あと、これは研究会の特徴でもあるのかもしれませんが、プロジェクトで海外にいくことが多いものの、その渡航費を負担してくださることがあります。

圓谷さん

確かに、そういう意味では海外旅行が好きな人にはおすすめかもしれません(笑)。

アクティブな人におすすめの研究会

インタビューでは終始楽しい雰囲気だった。坂教授と過ごす日々が楽しいということが取材を通して感じられた。そして最後に坂教授が求めるSFC生を伺った。

坂茂教授

建築家に限らず、ものづくりをしてみたい、社会貢献をしてみたい人にはおすすめです。社会貢献だっていずれはビジネスになるかもしれませんしね。建築っていうのはオールマイティーで、政治家になる人もいるしデザイナーになる人もいる。だからどんな人でも自分からアクションを起こしたい!という意思のある新入生なら会ってみたいと思います。机の上での研究が好きな人よりは、ものをつくったり実際に現地に行って活動できたりするアクティブな人がいいですね。そして積極性、自分で問題を見つけて解決していく気概のある人と活動していきたいなと思っています。あと、災害支援をテーマにいろいろ活動したいって人なら誰でもって気持ちはあります。興味がある人はぜひ一度会いに来てください。

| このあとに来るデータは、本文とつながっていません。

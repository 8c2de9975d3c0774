// Copyright (c) 2025 Fabstir
// SPDX-License-Identifier: BUSL-1.1
//! Classification orchestration
//!
//! Drives the fruit-type call, resolution, routing, the ripeness call and
//! label normalization, and assembles the [`ClassificationRecord`]. The
//! orchestrator never persists; see [`crate::service::PipelineService`].

use chrono::Utc;
use std::sync::Arc;
use std::time::Instant;
use tracing::{debug, info, warn};
use uuid::Uuid;

use super::errors::{ClassificationError, InferenceError};
use super::provider::InferenceProvider;
use super::types::{
    ClassificationRecord, ClassifyOptions, Detection, LabeledDetection, Stage, ValidityCounts,
    ValidityMode,
};
use super::validation::{validate_image, validate_options, DEFAULT_MAX_IMAGE_BYTES};
use crate::labels::{
    BuiltTables, FruitKey, FruitTypeResolver, LabelNormalizer, ModelRouter, ResolveError,
};
use crate::monitoring::{MappingMiss, PipelineMetrics};

/// Which pipeline variant runs, fixed at construction
#[derive(Debug, Clone, PartialEq)]
pub enum PipelineStrategy {
    /// Generic fruit-type model first, then the routed ripeness model
    TwoStage {
        fruit_type_model: String,
        /// Substituted when stage one detects nothing; `None` makes that fatal
        default_fruit: Option<FruitKey>,
    },
    /// One call to a fixed model, stamped with a fixed fruit key
    SingleStage { model: String, fruit_type: FruitKey },
}

impl PipelineStrategy {
    pub fn two_stage(fruit_type_model: &str) -> Self {
        PipelineStrategy::TwoStage {
            fruit_type_model: fruit_type_model.to_string(),
            default_fruit: None,
        }
    }

    pub fn single_stage(model: &str, fruit_type: FruitKey) -> Self {
        PipelineStrategy::SingleStage {
            model: model.to_string(),
            fruit_type,
        }
    }

    pub fn name(&self) -> &'static str {
        match self {
            PipelineStrategy::TwoStage { .. } => "two-stage",
            PipelineStrategy::SingleStage { .. } => "single-stage",
        }
    }
}

/// Classification orchestrator
pub struct ClassificationOrchestrator {
    provider: Arc<dyn InferenceProvider>,
    normalizer: Arc<LabelNormalizer>,
    resolver: Arc<FruitTypeResolver>,
    router: Arc<ModelRouter>,
    strategy: PipelineStrategy,
    validity_mode: ValidityMode,
    max_image_bytes: usize,
    metrics: PipelineMetrics,
}

impl ClassificationOrchestrator {
    /// Create an orchestrator over built lookup tables
    pub fn new(
        provider: Arc<dyn InferenceProvider>,
        tables: BuiltTables,
        strategy: PipelineStrategy,
    ) -> Self {
        info!(
            "Classification orchestrator: strategy={}, provider={}",
            strategy.name(),
            provider.name()
        );
        Self {
            provider,
            normalizer: Arc::new(tables.normalizer),
            resolver: Arc::new(tables.resolver),
            router: Arc::new(tables.router),
            strategy,
            validity_mode: ValidityMode::default(),
            max_image_bytes: DEFAULT_MAX_IMAGE_BYTES,
            metrics: PipelineMetrics::new(),
        }
    }

    pub fn with_validity_mode(mut self, mode: ValidityMode) -> Self {
        self.validity_mode = mode;
        self
    }

    pub fn with_max_image_bytes(mut self, max_image_bytes: usize) -> Self {
        self.max_image_bytes = max_image_bytes;
        self
    }

    /// Share a metrics sink with other components
    pub fn with_metrics(mut self, metrics: PipelineMetrics) -> Self {
        self.metrics = metrics;
        self
    }

    pub fn strategy(&self) -> &PipelineStrategy {
        &self.strategy
    }

    pub fn validity_mode(&self) -> ValidityMode {
        self.validity_mode
    }

    pub fn normalizer(&self) -> Arc<LabelNormalizer> {
        Arc::clone(&self.normalizer)
    }

    pub fn router(&self) -> &ModelRouter {
        &self.router
    }

    pub fn metrics(&self) -> &PipelineMetrics {
        &self.metrics
    }

    /// Classify one image
    ///
    /// # Arguments
    /// * `image` - Uploaded image bytes
    /// * `options` - Threshold, expected class, identifier and timestamp
    ///
    /// # Returns
    /// The assembled record, or a typed error. Zero ripeness detections is a
    /// successful, empty record.
    pub async fn classify(
        &self,
        image: &[u8],
        options: ClassifyOptions,
    ) -> Result<ClassificationRecord, ClassificationError> {
        self.metrics.record_classification_attempt();
        let start = Instant::now();

        match self.classify_inner(image, options).await {
            Ok(record) => {
                let elapsed_ms = start.elapsed().as_millis() as u64;
                self.metrics.record_classification_success(elapsed_ms);
                info!(
                    "Classified {} as {} with {} detections via {} in {}ms",
                    record.image_identifier,
                    record.fruit_type,
                    record.detections.len(),
                    record.model_used,
                    elapsed_ms
                );
                Ok(record)
            }
            Err(e) => {
                match &e {
                    ClassificationError::ExternalService { .. } => {
                        self.metrics.record_external_service_error()
                    }
                    ClassificationError::NoDetection { .. } => self.metrics.record_no_detection(),
                    ClassificationError::Validation { .. } => {
                        self.metrics.record_validation_error()
                    }
                    ClassificationError::Persistence(_) => self.metrics.record_persistence_error(),
                }
                warn!("Classification failed ({}): {}", e.kind(), e);
                Err(e)
            }
        }
    }

    async fn classify_inner(
        &self,
        image: &[u8],
        options: ClassifyOptions,
    ) -> Result<ClassificationRecord, ClassificationError> {
        let format = validate_image(image, self.max_image_bytes)?;
        validate_options(&options, self.validity_mode)?;
        debug!("Accepted {:?} image of {} bytes", format, image.len());

        let (fruit_type, model) = match &self.strategy {
            PipelineStrategy::TwoStage {
                fruit_type_model,
                default_fruit,
            } => {
                let stage_one = self.run_stage(Stage::FruitType, image, fruit_type_model).await?;
                let fruit_type = self.resolve_fruit(&stage_one, fruit_type_model, *default_fruit)?;
                let (model, matched) = self.router.route_detailed(fruit_type);
                if !matched {
                    self.metrics
                        .record_mapping_miss(&MappingMiss::Route { key: fruit_type });
                }
                (fruit_type, model.to_string())
            }
            PipelineStrategy::SingleStage { model, fruit_type } => (*fruit_type, model.clone()),
        };

        let raw = self.run_stage(Stage::Ripeness, image, &model).await?;
        let detections = self.normalize_all(&raw);

        let (valid_count, invalid_count) = match options.threshold {
            Some(threshold) => {
                let counts = ValidityCounts::compute(
                    &detections,
                    threshold,
                    self.validity_mode,
                    options.validated_class,
                );
                (Some(counts.valid), Some(counts.invalid))
            }
            None => (None, None),
        };

        Ok(ClassificationRecord {
            timestamp: options.timestamp.unwrap_or_else(Utc::now),
            image_identifier: options
                .image_identifier
                .unwrap_or_else(|| Uuid::new_v4().to_string()),
            fruit_type,
            model_used: model,
            detections,
            validated_class: options.validated_class,
            threshold: options.threshold,
            valid_count,
            invalid_count,
        })
    }

    /// One inference call; exactly one attempt
    async fn run_stage(
        &self,
        stage: Stage,
        image: &[u8],
        model: &str,
    ) -> Result<Vec<Detection>, ClassificationError> {
        let start = Instant::now();
        debug!("Running {} stage on model {}", stage, model);

        let detections = self
            .provider
            .infer(image, model)
            .await
            .map_err(|source| ClassificationError::ExternalService {
                stage,
                model: model.to_string(),
                source,
            })?;

        for detection in &detections {
            detection
                .validate()
                .map_err(|message| ClassificationError::ExternalService {
                    stage,
                    model: model.to_string(),
                    source: InferenceError::MalformedResponse(message),
                })?;
        }

        debug!(
            "{} stage on {} returned {} detections in {}ms",
            stage,
            model,
            detections.len(),
            start.elapsed().as_millis()
        );
        Ok(detections)
    }

    fn resolve_fruit(
        &self,
        stage_one: &[Detection],
        model: &str,
        default_fruit: Option<FruitKey>,
    ) -> Result<FruitKey, ClassificationError> {
        match self.resolver.resolve_detailed(stage_one) {
            Ok(resolution) => {
                if !resolution.matched {
                    self.metrics.record_mapping_miss(&MappingMiss::FruitType {
                        raw: resolution.source_label.clone(),
                    });
                }
                debug!(
                    "Resolved fruit type {} from '{}' ({:.2})",
                    resolution.key, resolution.source_label, resolution.confidence
                );
                Ok(resolution.key)
            }
            Err(ResolveError::NoDetection) => match default_fruit {
                Some(key) => {
                    self.metrics.record_default_fruit_substitution();
                    warn!("No fruit detected by {}, using default key {}", model, key);
                    Ok(key)
                }
                None => Err(ClassificationError::NoDetection {
                    model: model.to_string(),
                }),
            },
        }
    }

    fn normalize_all(&self, raw: &[Detection]) -> Vec<LabeledDetection> {
        raw.iter()
            .map(|detection| {
                if self.normalizer.lookup(&detection.label).is_none() {
                    self.metrics.record_mapping_miss(&MappingMiss::Label {
                        raw: detection.label.clone(),
                    });
                }
                detection.normalized(&self.normalizer)
            })
            .collect()
    }
}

学生がつくった作品と坂教授 学生がつくった作品と坂教授

取材は滞在棟側のドーム内にて行われたが、内部では災害時の住環境を改善する坂研究会のチャレンジが進んでいた。学生や教授がお互いに意見を交わしながら挑戦している様子が印象的だった。そんな坂研究会の今後の動向からは目が離せない。また、建築だけでなく災害支援に興味があるSFC生なら話を聞くだけでも楽しめるはずだ。ぜひ一度研究室を訪れてみてほしい。